Daily Mirror (Northern Ireland)
Inquiry expected to hold GP responsible
A RETIRED GP is expected to be found responsible for the deaths of hundreds of patients.
Dr Jane Barton, 69 – dubbed Dr Opiate – is accused of prescribing fatal overdoses of opiate painkiller diamorphine to elderly patients in the 1990s.
An independent panel led by exbishop of Liverpool James Jones is looking into whether she shortened hundreds of people’s lives.
It has examined 833 death certificates she signed at Gosport War Memorial Hospital, Hants.
A report compiled after the £13million probe is due to be published on Wednesday. It will reportedly say Dr Barton was responsible for a number of deaths.
Dori Graham said her husband, Leonard, was killed after receiving care from Dr Barton and then a fatal injection by a nurse – the probe has included deaths involving other health workers acting on her orders. Dori, 86, said: “Len said he wasn’t in pain but they gave him the injection anyway. I sat there. Within a few minutes he was dead.”
The number of people who died suspiciously under her care could exceed the 92 cases examined by police previously. Families have suggested relatives were routinely given huge doses to “keep them quiet” on over-stretched wards.

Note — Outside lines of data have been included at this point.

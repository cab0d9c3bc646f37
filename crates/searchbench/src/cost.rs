//! Credit accounting
//!
//! Providers that report usage are taken at their word. For the rest, credits are
//! estimated from a per-provider price table supplied with the run configuration.

use crate::types::{OperationType, Usage};
use serde::{Deserialize, Serialize};
use std::collections::HashMap;

/// Price sheet for one provider, in provider credits
#[derive(Debug, Clone, Copy, Default, PartialEq, Serialize, Deserialize)]
#[serde(default)]
pub struct ProviderCost {
    /// Flat price per search call
    pub search: f64,
    /// Flat price per extract call
    pub extract: f64,
    /// Price per crawled page
    pub crawl_per_page: f64,
    /// Additional price per 1000 characters of returned content
    pub per_1k_chars: f64,
}

impl ProviderCost {
    /// Estimated credits for one call
    pub fn estimate(&self, operation: OperationType, pages: usize, content_length: usize) -> f64 {
        let base = match operation {
            OperationType::Search => self.search,
            OperationType::Extract => self.extract,
            OperationType::Crawl => self.crawl_per_page * pages as f64,
        };
        base + self.per_1k_chars * content_length as f64 / 1000.0
    }
}

/// Per-run table of provider prices
#[derive(Debug, Clone, Default, PartialEq, Serialize, Deserialize)]
#[serde(default)]
pub struct CostTable {
    pub providers: HashMap<String, ProviderCost>,
}

impl CostTable {
    pub fn new() -> Self {
        Self::default()
    }

    pub fn with_provider(mut self, provider: impl Into<String>, cost: ProviderCost) -> Self {
        self.providers.insert(provider.into(), cost);
        self
    }

    pub fn get(&self, provider: &str) -> Option<&ProviderCost> {
        self.providers.get(provider)
    }

    /// Credits charged for a call and whether the figure was reported by the provider
    ///
    /// Providers missing from the table cost nothing when they do not report usage.
    pub fn resolve(
        &self,
        provider: &str,
        operation: OperationType,
        usage: Usage,
        pages: usize,
        content_length: usize,
    ) -> (f64, bool) {
        match usage.credits {
            Some(credits) => (credits, true),
            None => {
                let estimated = self
                    .get(provider)
                    .map(|cost| cost.estimate(operation, pages, content_length))
                    .unwrap_or(0.0);
                (estimated, false)
            }
        }
    }
}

Another patient, Arthur Cunningham, 79, died at the hospital in 1998 but his stepson Charles Farthing said: “He went in to be treated for bedsores. There’s no way he was near death.”

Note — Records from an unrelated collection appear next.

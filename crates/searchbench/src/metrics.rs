//! Thread-safe result store and per-provider summaries
//!
//! Results are appended from many tasks and read back as copies. Summaries are
//! recomputed from the stored results on every call.

use crate::types::{OperationResult, Summary};
use parking_lot::RwLock;
use std::time::Duration;

/// Calculate percentile from duration values
///
/// # Arguments
/// * `values` - Duration values (will be sorted)
/// * `percentile` - Percentile to calculate (0.0 - 1.0)
fn duration_percentile(mut values: Vec<Duration>, percentile: f64) -> Duration {
    if values.is_empty() {
        return Duration::ZERO;
    }

    values.sort();
    let index = ((values.len() as f64 - 1.0) * percentile).round().max(0.0) as usize;
    values[index.min(values.len() - 1)]
}

fn mean(values: impl Iterator<Item = f64>) -> Option<f64> {
    let (sum, count) = values.fold((0.0, 0usize), |(sum, count), v| (sum + v, count + 1));
    (count > 0).then(|| sum / count as f64)
}

/// Append-only collection of [`OperationResult`]s
#[derive(Debug, Default)]
pub struct MetricsCollector {
    results: RwLock<Vec<OperationResult>>,
}

impl MetricsCollector {
    pub fn new() -> Self {
        Self::default()
    }

    pub fn add_result(&self, result: OperationResult) {
        self.results.write().push(result);
    }

    /// Copy of every result in insertion order
    pub fn results(&self) -> Vec<OperationResult> {
        self.results.read().clone()
    }

    pub fn results_by_provider(&self, provider: &str) -> Vec<OperationResult> {
        self.results
            .read()
            .iter()
            .filter(|r| r.provider == provider)
            .cloned()
            .collect()
    }

    pub fn results_by_test(&self, test_name: &str) -> Vec<OperationResult> {
        self.results
            .read()
            .iter()
            .filter(|r| r.test_name == test_name)
            .cloned()
            .collect()
    }

    pub fn len(&self) -> usize {
        self.results.read().len()
    }

    pub fn is_empty(&self) -> bool {
        self.results.read().is_empty()
    }

    /// Provider names in the order their first result arrived
    pub fn providers(&self) -> Vec<String> {
        let results = self.results.read();
        let mut seen: Vec<String> = Vec::new();
        for result in results.iter() {
            if !seen.iter().any(|p| p == &result.provider) {
                seen.push(result.provider.clone());
            }
        }
        seen
    }

    /// Aggregate the results of one provider
    ///
    /// Latency, content length and credit averages cover executed operations;
    /// quality is averaged over successful operations that were scored.
    pub fn compute_summary(&self, provider: &str) -> Summary {
        let results = self.results_by_provider(provider);
        summarize(provider, &results)
    }

    /// One summary per provider, in first-seen order
    pub fn summaries(&self) -> Vec<Summary> {
        self.providers().iter().map(|p| self.compute_summary(p)).collect()
    }
}

fn summarize(provider: &str, results: &[OperationResult]) -> Summary {
    let mut summary = Summary {
        provider: provider.to_string(),
        total: results.len(),
        ..Default::default()
    };

    if results.is_empty() {
        return summary;
    }

    let executed: Vec<&OperationResult> = results.iter().filter(|r| !r.skipped).collect();
    summary.skipped_count = results.len() - executed.len();
    summary.success_count = executed.iter().filter(|r| r.success).count();
    summary.failure_count = executed.len() - summary.success_count;

    if executed.is_empty() {
        return summary;
    }

    summary.success_rate = summary.success_count as f64 / executed.len() as f64;

    let latencies: Vec<Duration> = executed.iter().map(|r| r.latency).collect();
    summary.min_latency = latencies.iter().min().copied().unwrap_or_default();
    summary.max_latency = latencies.iter().max().copied().unwrap_or_default();
    let total_latency: Duration = latencies.iter().sum();
    summary.avg_latency = total_latency / latencies.len() as u32;
    summary.p50_latency = duration_percentile(latencies.clone(), 0.50);
    summary.p95_latency = duration_percentile(latencies, 0.95);

    for result in &executed {
        summary.total_credits += result.credits_used;
        if result.usage_reported {
            summary.reported_credits += result.credits_used;
        } else {
            summary.estimated_credits += result.credits_used;
        }
    }
    summary.avg_credits = summary.total_credits / executed.len() as f64;

    summary.avg_content_length = mean(executed.iter().map(|r| r.content_length as f64)).unwrap_or(0.0);
    summary.avg_quality_score = mean(
        executed
            .iter()
            .filter(|r| r.success)
            .filter_map(|r| r.quality_score),
    );

    summary
}

#[cfg(test)]
mod tests {
    use super::*;
    use crate::types::TestSpec;
    use std::sync::Arc;

    fn result(provider: &str, test: &str, latency_ms: u64, success: bool) -> OperationResult {
        let spec = TestSpec::search(test, "query");
        let mut result = OperationResult::pending(&spec, provider, 0);
        result.latency = Duration::from_millis(latency_ms);
        if success {
            result.mark_succeeded();
        } else {
            result.mark_failed(&crate::Error::Timeout("deadline".into()));
        }
        result
    }

    #[test]
    fn test_empty_summary_is_zeroed() {
        let collector = MetricsCollector::new();
        let summary = collector.compute_summary("missing");
        assert_eq!(summary.total, 0);
        assert_eq!(summary.success_rate, 0.0);
        assert_eq!(summary.avg_latency, Duration::ZERO);
        assert!(summary.avg_quality_score.is_none());
    }

    #[test]
    fn test_summary_counts_and_latency() {
        let collector = MetricsCollector::new();
        for (i, ms) in [100, 200, 300, 400].iter().enumerate() {
            collector.add_result(result("exa", &format!("t{i}"), *ms, i != 3));
        }

        let mut skipped = result("exa", "t4", 0, false);
        skipped.mark_skipped("unsupported");
        collector.add_result(skipped);

        let summary = collector.compute_summary("exa");
        assert_eq!(summary.total, 5);
        assert_eq!(summary.success_count, 3);
        assert_eq!(summary.failure_count, 1);
        assert_eq!(summary.skipped_count, 1);
        assert!((summary.success_rate - 0.75).abs() < 1e-9);
        assert_eq!(summary.min_latency, Duration::from_millis(100));
        assert_eq!(summary.max_latency, Duration::from_millis(400));
        assert_eq!(summary.avg_latency, Duration::from_millis(250));
        assert_eq!(summary.p95_latency, Duration::from_millis(400));
    }

    #[test]
    fn test_credits_split_reported_and_estimated() {
        let collector = MetricsCollector::new();

        let mut reported = result("tavily", "a", 10, true);
        reported.credits_used = 2.0;
        reported.usage_reported = true;
        collector.add_result(reported);

        let mut estimated = result("tavily", "b", 10, true);
        estimated.credits_used = 1.0;
        collector.add_result(estimated);

        let summary = collector.compute_summary("tavily");
        assert_eq!(summary.total_credits, 3.0);
        assert_eq!(summary.reported_credits, 2.0);
        assert_eq!(summary.estimated_credits, 1.0);
        assert_eq!(summary.avg_credits, 1.5);
    }

    #[test]
    fn test_quality_average_ignores_unscored() {
        let collector = MetricsCollector::new();
        let mut scored = result("exa", "a", 10, true);
        scored.quality_score = Some(80.0);
        collector.add_result(scored);
        collector.add_result(result("exa", "b", 10, true));

        assert_eq!(collector.compute_summary("exa").avg_quality_score, Some(80.0));
    }

    #[test]
    fn test_filters_and_provider_order() {
        let collector = MetricsCollector::new();
        collector.add_result(result("b", "t1", 10, true));
        collector.add_result(result("a", "t1", 10, true));
        collector.add_result(result("b", "t2", 10, true));

        assert_eq!(collector.providers(), vec!["b".to_string(), "a".to_string()]);
        assert_eq!(collector.results_by_provider("b").len(), 2);
        assert_eq!(collector.results_by_test("t1").len(), 2);
        assert_eq!(collector.summaries().len(), 2);
    }

    #[test]
    fn test_concurrent_appends() {
        let collector = Arc::new(MetricsCollector::new());
        let handles: Vec<_> = (0..8)
            .map(|t| {
                let collector = Arc::clone(&collector);
                std::thread::spawn(move || {
                    for i in 0..100 {
                        collector.add_result(result("p", &format!("{t}-{i}"), 1, true));
                    }
                })
            })
            .collect();
        for handle in handles {
            handle.join().unwrap();
        }
        assert_eq!(collector.len(), 800);
    }

    #[test]
    fn test_percentile() {
        let values: Vec<Duration> = (1..=100).map(Duration::from_millis).collect();
        assert_eq!(duration_percentile(values.clone(), 0.5), Duration::from_millis(51));
        assert_eq!(duration_percentile(values, 0.95), Duration::from_millis(95));
        assert_eq!(duration_percentile(vec![], 0.5), Duration::ZERO);
    }
}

Concerns about Dr Barton, who lives in Gosport with her husband Tim, a former Royal Navy commodore, date back to 1991, when two nurses said they believed patients were being given diamorphine instead of the sedative diazepam. A 1998 police probe into unlawful killings ended due to insufficient evidence. Dr Barton was referred to the General Medical Council in 2001 for a fitness-to-practice hearing. In 2009, the GMC found her guilty of “serious professional misconduct”. Restrictions were placed on her but she was not struck off. Dr Barton retired soon afterwards.
Inquests into 11 deaths, in 2009 and 2013, ruled that medication she prescribed had contributed to six deaths. The latest inquiry was launched in 2014 and had been expected to take two years and cost £3.6million. It is not a criminal investigation.
The Rt Rev Jones will reveal its findings at Portsmouth Cathedral on Wednesday.